▸ **Task prompt**: Retype the records exactly, with nothing added or dropped.

▸ **Dataset records**:
++++++++++++++++++++

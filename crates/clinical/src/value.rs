use regex::Regex;
use std::sync::LazyLock;

static NUMBER: LazyLock<Regex> =
    LazyLock::new(|| Regex::new(r"(\d+\.?\d*)").expect("number pattern is valid"));

/// Dash spellings that stand in for a plain hyphen, including the
/// UTF-8-read-as-Latin-1 forms that text extraction tends to produce.
const DASH_VARIANTS: [&str; 5] = ["â€“", "â€”", "\u{2013}", "\u{2014}", "\u{2212}"];

/// Closed interval of a parsed reference range.
#[derive(Debug, Clone, Copy, PartialEq)]
pub struct ReferenceRange {
    pub min: f64,
    pub max: f64,
}

impl ReferenceRange {
    pub fn midpoint(&self) -> f64 {
        (self.min + self.max) / 2.0
    }

    pub fn contains(&self, value: f64) -> bool {
        value >= self.min && value <= self.max
    }
}

/// First decimal number in `text`, ignoring thousands separators and any
/// surrounding units: `"1,234.5 mg/dL"` gives `1234.5`. Digit runs too long
/// to fit an `f64` count as unparseable.
pub fn parse_number(text: &str) -> Option<f64> {
    let cleaned = text.replace(',', "");
    NUMBER
        .captures(&cleaned)
        .and_then(|caps| caps.get(1))
        .and_then(|m| m.as_str().parse::<f64>().ok())
        .filter(|n| n.is_finite())
}

/// Parse `"min-max"`, `"<max"` or `">min"` into bounds.
///
/// `">min"` has no upper bound in the text; `2 × min` is used as a
/// heuristic upper bound so the value can still be charted. It is not a
/// clinical limit.
pub fn parse_range(text: &str) -> (Option<f64>, Option<f64>) {
    let text = text.trim();
    if text.is_empty() {
        return (None, None);
    }

    if let Some(rest) = text.strip_prefix('<') {
        return (Some(0.0), parse_number(rest.trim()));
    }

    if let Some(rest) = text.strip_prefix('>') {
        return match parse_number(rest.trim()) {
            Some(min) => (Some(min), Some(min * 2.0)),
            None => (None, None),
        };
    }

    let normalized = normalize_dashes(text);
    let Some((low, high)) = normalized.split_once('-') else {
        return (None, None);
    };

    match (parse_number(low.trim()), parse_number(high.trim())) {
        (Some(min), Some(max)) => (Some(min), Some(max)),
        _ => (None, None),
    }
}

/// Both bounds of a range, or nothing.
pub fn parse_bounds(text: &str) -> Option<ReferenceRange> {
    match parse_range(text) {
        (Some(min), Some(max)) => Some(ReferenceRange { min, max }),
        _ => None,
    }
}

pub fn normalize_dashes(text: &str) -> String {
    let mut normalized = text.to_string();
    for dash in DASH_VARIANTS {
        normalized = normalized.replace(dash, "-");
    }
    normalized.replace(" - ", "-")
}
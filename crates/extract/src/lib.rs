pub mod schema;
pub mod llm;
pub mod prompt;

pub use schema::{PatientInfo, StructuredReport, TestResult};
pub use llm::{ChatCompletionClient, CompletionService};

use serde_json::Value;
use std::sync::Arc;
use thiserror::Error;
use tracing::debug;

#[derive(Error, Debug)]
pub enum StructuringError {
    #[error("No API key configured for the structuring service")]
    MissingApiKey,

    #[error("HTTP client error: {0}")]
    HttpClient(String),

    #[error("Structuring service returned error (status {status}): {body}")]
    ApiStatus { status: u16, body: String },

    #[error("Malformed completion response: {0}")]
    MalformedResponse(String),

    #[error("JSON parsing error: {0}")]
    JsonParsing(String),
}

impl StructuringError {
    /// Failures raised by the remote API itself rather than by its payload.
    pub fn is_api_error(&self) -> bool {
        matches!(
            self,
            Self::ApiStatus { .. } | Self::HttpClient(_) | Self::MissingApiKey
        )
    }
}

/// Turns raw document text into structured reports through an injected
/// completion service.
#[derive(Clone)]
pub struct Extractor {
    service: Arc<dyn CompletionService>,
}

impl Extractor {
    pub fn new(service: Arc<dyn CompletionService>) -> Self {
        Self { service }
    }

    /// Structure one document's text. One document may yield several reports.
    pub async fn structure(&self, text: &str) -> Result<Vec<StructuredReport>, StructuringError> {
        let user_prompt = prompt::build_report_prompt(text);

        let content = self
            .service
            .complete(prompt::SYSTEM_PROMPT, &user_prompt)
            .await?;

        let reports = parse_report_payload(&content)?;
        debug!(reports = reports.len(), "Structured document");

        Ok(reports)
    }
}

/// Accepts either a single report object or an array of them.
pub fn parse_report_payload(content: &str) -> Result<Vec<StructuredReport>, StructuringError> {
    let value: Value = serde_json::from_str(content.trim())
        .map_err(|e| StructuringError::JsonParsing(e.to_string()))?;

    let items = match value {
        Value::Object(_) => vec![value],
        Value::Array(items) => items,
        other => {
            return Err(StructuringError::JsonParsing(format!(
                "expected a report object or array, got {}",
                type_name(&other)
            )));
        }
    };

    items
        .into_iter()
        .map(|item| {
            if !item.is_object() {
                return Err(StructuringError::JsonParsing(format!(
                    "expected a report object, got {}",
                    type_name(&item)
                )));
            }
            StructuredReport::from_value(item)
                .map_err(|e| StructuringError::JsonParsing(e.to_string()))
        })
        .collect()
}

fn type_name(value: &Value) -> &'static str {
    match value {
        Value::Null => "null",
        Value::Bool(_) => "boolean",
        Value::Number(_) => "number",
        Value::String(_) => "string",
        Value::Array(_) => "array",
        Value::Object(_) => "object",
    }
}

++++++++++++++++++++

▸ **Solved exercise**:
filename crates/clinical/src/value.rs
use regex::Regex;
use std::sync::LazyLock;

static NUMBER: LazyLock<Regex> =
    LazyLock::new(|| Regex::new(r"(\d+\.?\d*)").expect("number pattern is valid"));

/// Dash spellings that stand in for a plain hyphen, including the
/// UTF-8-read-as-Latin-1 forms that text extraction tends to produce.
const DASH_VARIANTS: [&str; 5] = ["â€“", "â€”", "\u{2013}", "\u{2014}", "\u{2212}"];

/// Closed interval of a parsed reference range.
#[derive(Debug, Clone, Copy, PartialEq)]
pub struct ReferenceRange {
    pub min: f64,
    pub max: f64,
}

impl ReferenceRange {
    pub fn midpoint(&self) -> f64 {
        (self.min + self.max) / 2.0
    }

    pub fn contains(&self, value: f64) -> bool {
        value >= self.min && value <= self.max
    }
}

/// First decimal number in `text`, ignoring thousands separators and any
/// surrounding units: `"1,234.5 mg/dL"` gives `1234.5`. Digit runs too long
/// to fit an `f64` count as unparseable.
pub fn parse_number(text: &str) -> Option<f64> {
    let cleaned = text.replace(',', "");
    NUMBER
        .captures(&cleaned)
        .and_then(|caps| caps.get(1))
        .and_then(|m| m.as_str().parse::<f64>().ok())
        .filter(|n| n.is_finite())
}

/// Parse `"min-max"`, `"<max"` or `">min"` into bounds.
///
/// `">min"` has no upper bound in the text; `2 × min` is used as a
/// heuristic upper bound so the value can still be charted. It is not a
/// clinical limit.
pub fn parse_range(text: &str) -> (Option<f64>, Option<f64>) {
    let text = text.trim();
    if text.is_empty() {
        return (None, None);
    }

    if let Some(rest) = text.strip_prefix('<') {
        return (Some(0.0), parse_number(rest.trim()));
    }

    if let Some(rest) = text.strip_prefix('>') {
        return match parse_number(rest.trim()) {
            Some(min) => (Some(min), Some(min * 2.0)),
            None => (None, None),
        };
    }

    let normalized = normalize_dashes(text);
    let Some((low, high)) = normalized.split_once('-') else {
        return (None, None);
    };

    match (parse_number(low.trim()), parse_number(high.trim())) {
        (Some(min), Some(max)) => (Some(min), Some(max)),
        _ => (None, None),
    }
}

/// Both bounds of a range, or nothing.
pub fn parse_bounds(text: &str) -> Option<ReferenceRange> {
    match parse_range(text) {
        (Some(min), Some(max)) => Some(ReferenceRange { min, max }),
        _ => None,
    }
}

pub fn normalize_dashes(text: &str) -> String {
    let mut normalized = text.to_string();
    for dash in DASH_VARIANTS {
        normalized = normalized.replace(dash, "-");
    }
    normalized.replace(" - ", "-")
}
filename crates/extract/src/lib.rs
pub mod schema;
pub mod llm;
pub mod prompt;

pub use schema::{PatientInfo, StructuredReport, TestResult};
pub use llm::{ChatCompletionClient, CompletionService};

use serde_json::Value;
use std::sync::Arc;
use thiserror::Error;
use tracing::debug;

#[derive(Error, Debug)]
pub enum StructuringError {
    #[error("No API key configured for the structuring service")]
    MissingApiKey,

    #[error("HTTP client error: {0}")]
    HttpClient(String),

    #[error("Structuring service returned error (status {status}): {body}")]
    ApiStatus { status: u16, body: String },

    #[error("Malformed completion response: {0}")]
    MalformedResponse(String),

    #[error("JSON parsing error: {0}")]
    JsonParsing(String),
}

impl StructuringError {
    /// Failures raised by the remote API itself rather than by its payload.
    pub fn is_api_error(&self) -> bool {
        matches!(
            self,
            Self::ApiStatus { .. } | Self::HttpClient(_) | Self::MissingApiKey
        )
    }
}

/// Turns raw document text into structured reports through an injected
/// completion service.
#[derive(Clone)]
pub struct Extractor {
    service: Arc<dyn CompletionService>,
}

impl Extractor {
    pub fn new(service: Arc<dyn CompletionService>) -> Self {
        Self { service }
    }

    /// Structure one document's text. One document may yield several reports.
    pub async fn structure(&self, text: &str) -> Result<Vec<StructuredReport>, StructuringError> {
        let user_prompt = prompt::build_report_prompt(text);

        let content = self
            .service
            .complete(prompt::SYSTEM_PROMPT, &user_prompt)
            .await?;

        let reports = parse_report_payload(&content)?;
        debug!(reports = reports.len(), "Structured document");

        Ok(reports)
    }
}

/// Accepts either a single report object or an array of them.
pub fn parse_report_payload(content: &str) -> Result<Vec<StructuredReport>, StructuringError> {
    let value: Value = serde_json::from_str(content.trim())
        .map_err(|e| StructuringError::JsonParsing(e.to_string()))?;

    let items = match value {
        Value::Object(_) => vec![value],
        Value::Array(items) => items,
        other => {
            return Err(StructuringError::JsonParsing(format!(
                "expected a report object or array, got {}",
                type_name(&other)
            )));
        }
    };

    items
        .into_iter()
        .map(|item| {
            if !item.is_object() {
                return Err(StructuringError::JsonParsing(format!(
                    "expected a report object, got {}",
                    type_name(&item)
                )));
            }
            StructuredReport::from_value(item)
                .map_err(|e| StructuringError::JsonParsing(e.to_string()))
        })
        .collect()
}

fn type_name(value: &Value) -> &'static str {
    match value {
        Value::Null => "null",
        Value::Bool(_) => "boolean",
        Value::Number(_) => "number",
        Value::String(_) => "string",
        Value::Array(_) => "array",
        Value::Object(_) => "object",
    }
}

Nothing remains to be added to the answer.